Will a clay bar ever harm my clear coat? I'm thinking about doing a clay bar on my 04 330xi, but someone said something about maybe it harming the clear coat and got me a little nervous. I just wanted to see if it is a real worry or not.
Thank you in advance.


----------



## Bill-SD (Feb 18, 2002)

No, it won't hurt the paint at all...unless you drop the clay on the ground and continue using it. So don't do that  Seriously, you'll be amazed how smooth your paint will be after you clay it!


----------



## djfitter (Sep 12, 2007)

DarkKnight207 said:


> Will a clay bar ever harm my clear coat? I'm thinking about doing a clay bar on my 04 330xi, but someone said something about maybe it harming the clear coat and got me a little nervous. I just wanted to see if it is a real worry or not.
> Thank you in advance.


Just use a lot of lubricant and keep turning the clay as instructed. I was nervous the first time. You will be amazed at how smooth it will get. 

jd


----------



## dboy11 (Mar 6, 2006)

Anyone who says that clay will harm the clear has not used clay or might have used an aggressive clay...the OTC stuff like Mothers and Megs kits are very mild clay kits and will remove the surface contentment's, leaving your paint super slick!

Just follow the directions on the kit and you will be amazed by the results


----------



## ryanzak (Jun 28, 2006)

I just switched to the Mothers brand kit, I formally used the griots garage clay... The Mothers was super easy and the clay was soft, I found the griots clay was very rigid.. Both were adequate but the mothers was a bit easier to use. Big difference!


----------



## TSC17 (Jan 19, 2009)

Follow the instructions, use plenty of lubricant, don't use too much pressure, and use fine grade clay if you're new at it. Here's a tutorial that may help you.


----------



## yourbuddy (Apr 10, 2008)

I used it for the first time, this stuff is absolutely amazing. I don't this car has been clayed before! (98!)
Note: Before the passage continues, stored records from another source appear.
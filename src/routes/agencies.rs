use axum::Json;
use axum::body::Bytes;
use axum::extract::State;
use axum::http::{HeaderMap, StatusCode};
use serde::Deserialize;
use serde_json::Value;
use uuid::Uuid;

use crate::auth::extractor::AuthUser;
use crate::auth::guard;
use crate::db;
use crate::db::agencies::AgencyFields;
use crate::error::AppError;
use crate::extract::{Path, Query};
use crate::models::{Agency, AgencyStatus, ListingImage, TransactionType, VehicleType};
use crate::response::{self, Envelope};
use crate::state::SharedState;
use crate::upload::FormPayload;

const LOGO_FIELD: &str = "logo";

#[derive(Debug, Deserialize)]
pub struct AgencyListQuery {
    pub status: Option<AgencyStatus>,
}

pub async fn list(
    auth: Option<AuthUser>,
    State(state): State<SharedState>,
    Query(query): Query<AgencyListQuery>,
) -> Result<Json<Envelope<Vec<Agency>>>, AppError> {
    let status = match auth {
        Some(ref a) if a.is_admin() => query.status,
        _ => Some(AgencyStatus::Approved),
    };
    let agencies = db::agencies::list(&state.pool, status).await?;
    Ok(response::ok(agencies))
}

pub async fn create(
    auth: AuthUser,
    State(state): State<SharedState>,
    headers: HeaderMap,
    body: Bytes,
) -> Result<(StatusCode, Json<Envelope<Agency>>), AppError> {
    auth.require_agent()?;

    if db::agencies::find_by_owner(&state.pool, auth.user_id)
        .await?
        .is_some()
    {
        return Err(AppError::BadRequest("You already have an agency".to_string()));
    }

    let form = FormPayload::from_request(&headers, body, state.config.max_image_size).await?;
    let mut fields = AgencyFields {
        name: form.required_text("name")?,
        description: None,
        address: None,
        city: None,
        phone: None,
        email: None,
        logo: None,
        vehicle_types: required_kinds::<VehicleType>(&form, "vehicle_types")?,
        transaction_types: required_kinds::<TransactionType>(&form, "transaction_types")?,
    };
    apply_contact_fields(&mut fields, &form);

    let logo = store_logo(&state, &form).await?;
    fields.logo = logo.as_ref().map(|l| l.url.clone());

    let agency = match db::agencies::create(&state.pool, auth.user_id, &fields).await {
        Ok(agency) => agency,
        Err(e) => {
            if let Some(logo) = &logo {
                state.images.remove(logo).await;
            }
            return Err(AppError::unique_violation(e, "You already have an agency"));
        }
    };

    tracing::info!(agency_id = %agency.id, owner_id = %auth.user_id, "Agency created, pending approval");
    Ok((StatusCode::CREATED, response::ok(agency)))
}

pub async fn mine(
    auth: AuthUser,
    State(state): State<SharedState>,
) -> Result<Json<Envelope<Agency>>, AppError> {
    auth.require_agent()?;
    let agency = db::agencies::find_by_owner(&state.pool, auth.user_id)
        .await?
        .ok_or_else(|| AppError::NotFound("You have no agency yet".to_string()))?;
    Ok(response::ok(agency))
}

pub async fn get(
    auth: Option<AuthUser>,
    State(state): State<SharedState>,
    Path(id): Path<Uuid>,
) -> Result<Json<Envelope<Agency>>, AppError> {
    let agency = db::agencies::find_by_id(&state.pool, id)
        .await?
        .filter(|a| guard::can_view_agency(auth.as_ref(), a))
        .ok_or_else(|| AppError::NotFound("Agency not found".to_string()))?;
    Ok(response::ok(agency))
}

pub async fn update(
    auth: AuthUser,
    State(state): State<SharedState>,
    Path(id): Path<Uuid>,
    headers: HeaderMap,
    body: Bytes,
) -> Result<Json<Envelope<Agency>>, AppError> {
    let agency = db::agencies::find_by_id(&state.pool, id)
        .await?
        .ok_or_else(|| AppError::NotFound("Agency not found".to_string()))?;
    guard::check_agency_owner(&auth, &agency)?;

    let form = FormPayload::from_request(&headers, body, state.config.max_image_size).await?;
    let mut fields = AgencyFields::from(&agency);
    form.update_text(&mut fields.name, "name")?;
    apply_contact_fields(&mut fields, &form);
    if let Some(kinds) = form.choices::<VehicleType>("vehicle_types")? {
        fields.vehicle_types = non_empty(kinds, "vehicle_types")?;
    }
    if let Some(kinds) = form.choices::<TransactionType>("transaction_types")? {
        fields.transaction_types = non_empty(kinds, "transaction_types")?;
    }

    let new_logo = store_logo(&state, &form).await?;
    if let Some(logo) = &new_logo {
        fields.logo = Some(logo.url.clone());
    }

    let mut updated = match db::agencies::update(&state.pool, id, &fields).await {
        Ok(updated) => updated,
        Err(e) => {
            if let Some(logo) = &new_logo {
                state.images.remove(logo).await;
            }
            return Err(AppError::Database(e));
        }
    };

    if new_logo.is_some() {
        if let Some(old) = &agency.logo {
            state.images.remove_url(old).await;
        }
    }

    // An owner editing a rejected agency resubmits it for review.
    if !auth.is_admin() && updated.status == AgencyStatus::Rejected {
        updated = db::agencies::set_status(&state.pool, id, AgencyStatus::Pending, None).await?;
        tracing::info!(agency_id = %id, "Rejected agency resubmitted for review");
    }

    Ok(response::ok(updated))
}

pub async fn delete(
    auth: AuthUser,
    State(state): State<SharedState>,
    Path(id): Path<Uuid>,
) -> Result<Json<Value>, AppError> {
    auth.require_admin()?;

    let agency = db::agencies::find_by_id(&state.pool, id)
        .await?
        .ok_or_else(|| AppError::NotFound("Agency not found".to_string()))?;

    let files = agency_files(&state, &agency).await?;
    db::agencies::delete(&state.pool, id).await?;
    remove_files(&state, &files).await;

    tracing::info!(agency_id = %id, files = files.len(), "Agency deleted");
    Ok(response::message("Agency deleted"))
}

/// Every upload owned by an agency: its listings' images and its logo.
pub(crate) async fn agency_files(
    state: &SharedState,
    agency: &Agency,
) -> Result<Vec<String>, AppError> {
    let mut urls: Vec<String> = Vec::new();
    for table in [db::cars::TABLE, db::motorcycles::TABLE] {
        let images = db::listings::images_for_agency(&state.pool, table, agency.id).await?;
        urls.extend(images.into_iter().map(|img| img.url));
    }
    urls.extend(agency.logo.clone());
    Ok(urls)
}

pub(crate) async fn remove_files(state: &SharedState, urls: &[String]) {
    for url in urls {
        state.images.remove_url(url).await;
    }
}

fn apply_contact_fields(fields: &mut AgencyFields, form: &FormPayload) {
    form.update_opt_text(&mut fields.description, "description");
    form.update_opt_text(&mut fields.address, "address");
    form.update_opt_text(&mut fields.city, "city");
    form.update_opt_text(&mut fields.phone, "phone");
    form.update_opt_text(&mut fields.email, "email");
}

fn required_kinds<T>(form: &FormPayload, name: &str) -> Result<Vec<T>, AppError>
where
    T: serde::de::DeserializeOwned + PartialEq,
{
    let kinds = form
        .choices::<T>(name)?
        .ok_or_else(|| AppError::BadRequest(format!("{name} is required")))?;
    non_empty(kinds, name)
}

fn non_empty<T>(kinds: Vec<T>, name: &str) -> Result<Vec<T>, AppError> {
    if kinds.is_empty() {
        Err(AppError::BadRequest(format!("{name} cannot be empty")))
    } else {
        Ok(kinds)
    }
}

async fn store_logo(
    state: &SharedState,
    form: &FormPayload,
) -> Result<Option<ListingImage>, AppError> {
    match form.files(LOGO_FIELD).as_slice() {
        [] => Ok(None),
        [part] => state.images.save(part).await.map(Some),
        _ => Err(AppError::BadRequest("Only one logo may be uploaded".to_string())),
    }
}
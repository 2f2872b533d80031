use chrono::{DateTime, Utc};
use serde::{Deserialize, Serialize};
use uuid::Uuid;

#[derive(Debug, Clone, Copy, PartialEq, Eq, Serialize, Deserialize, sqlx::Type)]
#[sqlx(type_name = "agency_status", rename_all = "lowercase")]
#[serde(rename_all = "lowercase")]
pub enum AgencyStatus {
    Pending,
    Approved,
    Rejected,
}

#[derive(Debug, Clone, Copy, PartialEq, Eq, Serialize, Deserialize, sqlx::Type)]
#[sqlx(type_name = "vehicle_type", rename_all = "lowercase")]
#[serde(rename_all = "lowercase")]
pub enum VehicleType {
    Car,
    Motorcycle,
}

#[derive(Debug, Clone, Copy, PartialEq, Eq, Serialize, Deserialize, sqlx::Type)]
#[sqlx(type_name = "transaction_type", rename_all = "lowercase")]
#[serde(rename_all = "lowercase")]
pub enum TransactionType {
    Sale,
    Rental,
}

#[derive(Debug, Clone, sqlx::FromRow, Serialize, Deserialize)]
pub struct Agency {
    pub id: Uuid,
    pub owner_id: Uuid,
    pub name: String,
    pub description: Option<String>,
    pub address: Option<String>,
    pub city: Option<String>,
    pub phone: Option<String>,
    pub email: Option<String>,
    pub logo: Option<String>,
    pub status: AgencyStatus,
    pub rejection_reason: Option<String>,
    pub vehicle_types: Vec<VehicleType>,
    pub transaction_types: Vec<TransactionType>,
    pub created_at: DateTime<Utc>,
    pub updated_at: DateTime<Utc>,
}

impl Agency {
    pub fn is_approved(&self) -> bool {
        self.status == AgencyStatus::Approved
    }

    pub fn handles(&self, vehicle: VehicleType, transaction: TransactionType) -> bool {
        self.vehicle_types.contains(&vehicle) && self.transaction_types.contains(&transaction)
    }
}

/// The agency fields embedded in listing responses.
#[derive(Debug, Clone, sqlx::FromRow, Serialize, Deserialize)]
pub struct AgencySummary {
    pub id: Uuid,
    pub name: String,
    pub city: Option<String>,
    pub phone: Option<String>,
    pub email: Option<String>,
    pub logo: Option<String>,
}
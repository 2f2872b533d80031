use std::net::IpAddr;
use std::path::PathBuf;

#[derive(Debug, Clone)]
pub struct Config {
    pub database_url: String,
    pub jwt_secret: String,
    pub jwt_expiry_hours: i64,
    pub host: IpAddr,
    pub port: u16,
    pub log_level: String,
    pub upload_dir: PathBuf,
    pub temp_dir: PathBuf,
    pub max_image_size: usize,
    pub max_body_size: usize,
    pub cors_origins: Vec<String>,
    pub suggestion_timeout_secs: u64,
    pub gemini: Option<GeminiConfig>,
    pub admin_seed: Option<AdminSeed>,
}

#[derive(Debug, Clone)]
pub struct GeminiConfig {
    pub api_key: String,
    pub model: String,
    pub base_url: String,
}

/// Credentials for the administrator account created at startup when missing.
#[derive(Debug, Clone)]
pub struct AdminSeed {
    pub email: String,
    pub password: String,
    pub name: String,
}

impl Config {
    pub fn from_env() -> Result<Self, String> {
        let database_url = env_required("DATABASE_URL")?;
        let jwt_secret = env_required("JWT_SECRET")?;

        let jwt_expiry_hours: i64 = env_or("JWT_EXPIRY_HOURS", "24")
            .parse()
            .map_err(|e| format!("Invalid JWT_EXPIRY_HOURS: {e}"))?;
        if jwt_expiry_hours <= 0 {
            return Err("JWT_EXPIRY_HOURS must be positive".to_string());
        }

        let host: IpAddr = env_or("MOTORMART_HOST", "0.0.0.0")
            .parse()
            .map_err(|e| format!("Invalid MOTORMART_HOST: {e}"))?;

        let port: u16 = env_or("MOTORMART_PORT", "5000")
            .parse()
            .map_err(|e| format!("Invalid MOTORMART_PORT: {e}"))?;

        let log_level = env_or("MOTORMART_LOG_LEVEL", "info");
        let upload_dir = PathBuf::from(env_or("MOTORMART_UPLOAD_DIR", "uploads"));
        let temp_dir = std::env::var("MOTORMART_TEMP_DIR")
            .map(PathBuf::from)
            .unwrap_or_else(|_| std::env::temp_dir().join("motormart"));
        if temp_dir.starts_with(&upload_dir) {
            return Err("MOTORMART_TEMP_DIR must not be inside MOTORMART_UPLOAD_DIR".to_string());
        }

        let max_image_size: usize = env_or("MOTORMART_MAX_IMAGE_SIZE", "5242880")
            .parse()
            .map_err(|e| format!("Invalid MOTORMART_MAX_IMAGE_SIZE: {e}"))?;

        let max_body_size: usize = env_or("MOTORMART_MAX_BODY_SIZE", "26214400")
            .parse()
            .map_err(|e| format!("Invalid MOTORMART_MAX_BODY_SIZE: {e}"))?;

        let cors_origins = parse_list(&env_or("MOTORMART_CORS_ORIGINS", ""));

        let suggestion_timeout_secs: u64 = env_or("MOTORMART_SUGGESTION_TIMEOUT_SECS", "45")
            .parse()
            .map_err(|e| format!("Invalid MOTORMART_SUGGESTION_TIMEOUT_SECS: {e}"))?;

        let gemini = std::env::var("GEMINI_API_KEY")
            .ok()
            .filter(|key| !key.trim().is_empty())
            .map(|api_key| GeminiConfig {
                api_key,
                model: env_or("GEMINI_MODEL", "gemini-1.5-flash"),
                base_url: env_or(
                    "GEMINI_BASE_URL",
                    "https://generativelanguage.googleapis.com/v1beta",
                ),
            });

        let admin_seed = match (
            std::env::var("MOTORMART_ADMIN_EMAIL").ok(),
            std::env::var("MOTORMART_ADMIN_PASSWORD").ok(),
        ) {
            (Some(email), Some(password)) => Some(AdminSeed {
                email,
                password,
                name: env_or("MOTORMART_ADMIN_NAME", "Administrator"),
            }),
            _ => None,
        };

        Ok(Config {
            database_url,
            jwt_secret,
            jwt_expiry_hours,
            host,
            port,
            log_level,
            upload_dir,
            temp_dir,
            max_image_size,
            max_body_size,
            cors_origins,
            suggestion_timeout_secs,
            gemini,
            admin_seed,
        })
    }
}

fn env_required(key: &str) -> Result<String, String> {
    std::env::var(key).map_err(|_| format!("Missing required environment variable: {key}"))
}

fn env_or(key: &str, default: &str) -> String {
    std::env::var(key).unwrap_or_else(|_| default.to_string())
}

fn parse_list(raw: &str) -> Vec<String> {
    raw.split(',')
        .map(str::trim)
        .filter(|s| !s.is_empty())
        .map(str::to_string)
        .collect()
}

#[cfg(test)]
mod tests {
    use super::*;

    #[test]
    fn parse_list_skips_blank_entries() {
        assert_eq!(
            parse_list(" http://a.test, ,http://b.test,"),
            vec!["http://a.test".to_string(), "http://b.test".to_string()]
        );
        assert!(parse_list("").is_empty());
    }
}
Everyone who sees it wants me to clay their car too, I have even received a few offers on the car since I clayed it ... and the damn thing doesn't even RUN! LOL

If you're nervous, look around, research it. 
Type it into youtube and google to make sure you're doing it right. 
Don't use dropped clay.
Buy extra lube/detailer spray.
Try it on a small area first and feel the paint afterwards, you will be amazed.


----------



## e24mpwr (Sep 16, 2007)

Clay is terrific. All clay is mildly abrasive, but not in a way that will swirl or damage unless you fail to use lots of lubricant. Be liberal with the lubricant. It will pick up stuff from a freshly washed car that will amaze you, but you have to use enough lubricant. Your paint will be beautifully smooth and clean, as long as you use gobs of lubricant.

Did I mention you should use lubricant?



Hopefully I haven't scared you away from clay. Nothing beats it to make your car incredibly clean, and it is completely safe for your paint. As long as you use lubricant.  (BTW - you'll hear folks say they've used water with no issues. I'll show up with a light gun and let them have a look at the micro-marring they did to their paint. Water is better than nothing, but I wouldn't ever use it)

What is really fun about clay is all the little things you learn about your car while you are claybarring.


----------